The Algarve is in some respects a peculiar beast in as much as it is THE tourist destination in Portugal
Golfers flock there all year round with various surges in visitors depending on where they come from. An example is the Scandinavians who come pre and post their winter home weather.
Then in August you have the Portuguese holiday maker season, and then later the silver surfers and over 60`s and so on........

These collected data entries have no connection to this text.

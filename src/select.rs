//! Next-trial selection and answer resolution.
//!
//! Three selection policies pick the next trial template from a test's
//! list; the authored answer is then resolved against the subject's side
//! preference. The shuffle bag is persisted globally so the permutation
//! survives restarts, and a failed trial that is being repeated does not
//! consume a bag slot: the reshuffle check requires the current trial to
//! be failure-free, decoupling "bag exhausted" from the raw trial count.

use rand::rngs::StdRng;
use rand::seq::SliceRandom;
use rand::{Rng, SeedableRng};
use tracing::{debug, info};

use crate::config::{Answer, AnswerSpec, CuePattern, SelectionMode, TestDefinition};
use crate::error::{Error, Result};
use crate::subject::{AnimalRecord, GlobalRecord};
use crate::Side;

/// Produces the next trial's required answer and cue pattern.
pub struct AnswerSelector<R: Rng = StdRng> {
    rng: R,
}

impl AnswerSelector<StdRng> {
    /// A selector seeded from OS entropy.
    #[must_use]
    pub fn new() -> Self {
        Self { rng: StdRng::from_entropy() }
    }
}

impl Default for AnswerSelector<StdRng> {
    fn default() -> Self {
        Self::new()
    }
}

impl<R: Rng> AnswerSelector<R> {
    /// A selector with an explicit RNG (deterministic under test).
    pub const fn with_rng(rng: R) -> Self {
        Self { rng }
    }

    /// Pick the next trial for `test` and resolve its answer.
    ///
    /// Initializes the subject's preference from the training push counts
    /// the first time a resolution needs it.
    ///
    /// # Errors
    ///
    /// Returns [`Error::IllegalAnswer`] when resolution produces a value
    /// outside the legal set, which signals a configuration-authoring
    /// defect.
    pub fn next_trial(
        &mut self,
        test: &TestDefinition,
        animal: &mut AnimalRecord,
        global: &mut GlobalRecord,
    ) -> Result<(Answer, CuePattern)> {
        let trial = match test.mode() {
            SelectionMode::Random => {
                // The list is never empty (parse rejects empty tests).
                *test
                    .trials()
                    .choose(&mut self.rng)
                    .ok_or_else(|| Error::Config(format!("test '{}' has no trials", test.name())))?
            }
            SelectionMode::Sequential => test.trials()[animal.trial_count % test.trials().len()],
            SelectionMode::Shuffle => self.shuffled_trial(test, animal, global),
        };

        self.ensure_preference(animal);
        let answer = resolve(trial.answer, animal.preference, test.name())?;
        debug!(test = test.name(), authored = ?trial.answer, resolved = ?answer, "trial selected");
        Ok((answer, trial.cue))
    }

    fn shuffled_trial(
        &mut self,
        test: &TestDefinition,
        animal: &AnimalRecord,
        global: &mut GlobalRecord,
    ) -> crate::config::Trial {
        let len = test.trials().len();
        let at_boundary = animal.trial_count % len == 0;
        let fresh_trial = animal.failed_current_trial == 0;
        let stale = global.shuffle_order.is_empty()
            || global.shuffle_order.iter().any(|&i| i >= len);
        if (at_boundary && fresh_trial) || stale {
            let mut order: Vec<usize> = (0..len).collect();
            order.shuffle(&mut self.rng);
            info!(test = test.name(), ?order, "reshuffled trial bag");
            global.shuffle_order = order;
            test.trials()[global.shuffle_order[0]]
        } else {
            let index = global.shuffle_order[animal.trial_count % global.shuffle_order.len()];
            test.trials()[index]
        }
    }

    /// Initialize the preference from the training counts if unset: the
    /// side that accrued more training pushes, ties broken by a fair
    /// coin flip.
    fn ensure_preference(&mut self, animal: &mut AnimalRecord) {
        if animal.preference.is_some() {
            return;
        }
        let side = if animal.training_push_right > animal.training_push_left {
            Side::Right
        } else if animal.training_push_left > animal.training_push_right {
            Side::Left
        } else if self.rng.gen_bool(0.5) {
            Side::Right
        } else {
            Side::Left
        };
        info!(
            %side,
            right = animal.training_push_right,
            left = animal.training_push_left,
            "initialized side preference from training pushes"
        );
        animal.preference = Some(side);
    }
}

/// Resolve an authored answer against the subject's preference.
fn resolve(spec: AnswerSpec, preference: Option<Side>, test: &str) -> Result<Answer> {
    let answer = match spec {
        AnswerSpec::Left => Answer::Left,
        AnswerSpec::Right => Answer::Right,
        AnswerSpec::Either => Answer::Either,
        AnswerSpec::Input => Answer::Input,
        AnswerSpec::Same => preference
            .map(Answer::from)
            .ok_or_else(|| Error::IllegalAnswer { test: test.to_string() })?,
        AnswerSpec::Opposite => preference
            .map(|side| Answer::from(side.opposite()))
            .ok_or_else(|| Error::IllegalAnswer { test: test.to_string() })?,
    };
    Ok(answer)
}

Why is this important ........well because it "skews" the rental market towards short term furnished because of the much improved margins for Landlords.
If you head inland then it gets easier but you probably need to be about 30 minutes in from the coast.
We did a research there in February this year as we were considering moving there, buying land, building and renting whilst building.
Not now..................we are staying on the Silver Coast

As for the real estate agents, we worked with a really good one based in Almancil but forum rules do not allow me to name so maybe once you have 5 posts you can PM me if you are interested.

HTH

Rob


----------



## Maggy Crawford (Sep 18, 2010)

I don't know if you will be able to rent anywhere with a four year old goat! LOL


----------



## travelling-man (Jun 17, 2011)

Maggy Crawford said:


> I don't know if you will be able to rent anywhere with a four year old goat! LOL


Damn but that made me laugh! 

Joking aside, Rob has hit the nail bang on the head.


----------



## robc (Jul 17, 2008)

Update
I have been informed that I am allowed to name these people so here goes

Algarve Property.com
Paulo Nasciemento

Tip Top in all respects

HTH

Rob


----------



## Walkinlarge (May 2, 2017)

Hi Rob, 

thanks for the information and also the contact. Will get in touch with him.

Stefan


----------



## Walkinlarge (May 2, 2017)

@ Maggy,

don't get the joke, but maybe it's because I'm German.


----------



## robc (Jul 17, 2008)

bump @ Maggy..........can you explain please because I do not get it either !!


Thanks

Rob


----------



## Maggy Crawford (Sep 18, 2010)

Kids are the offspring of goats and children are the offspring of humans. I know it is common usage but I hate children being called kids.


----------



## robc (Jul 17, 2008)

I missed that...............must be getting old
:embarassed:


----------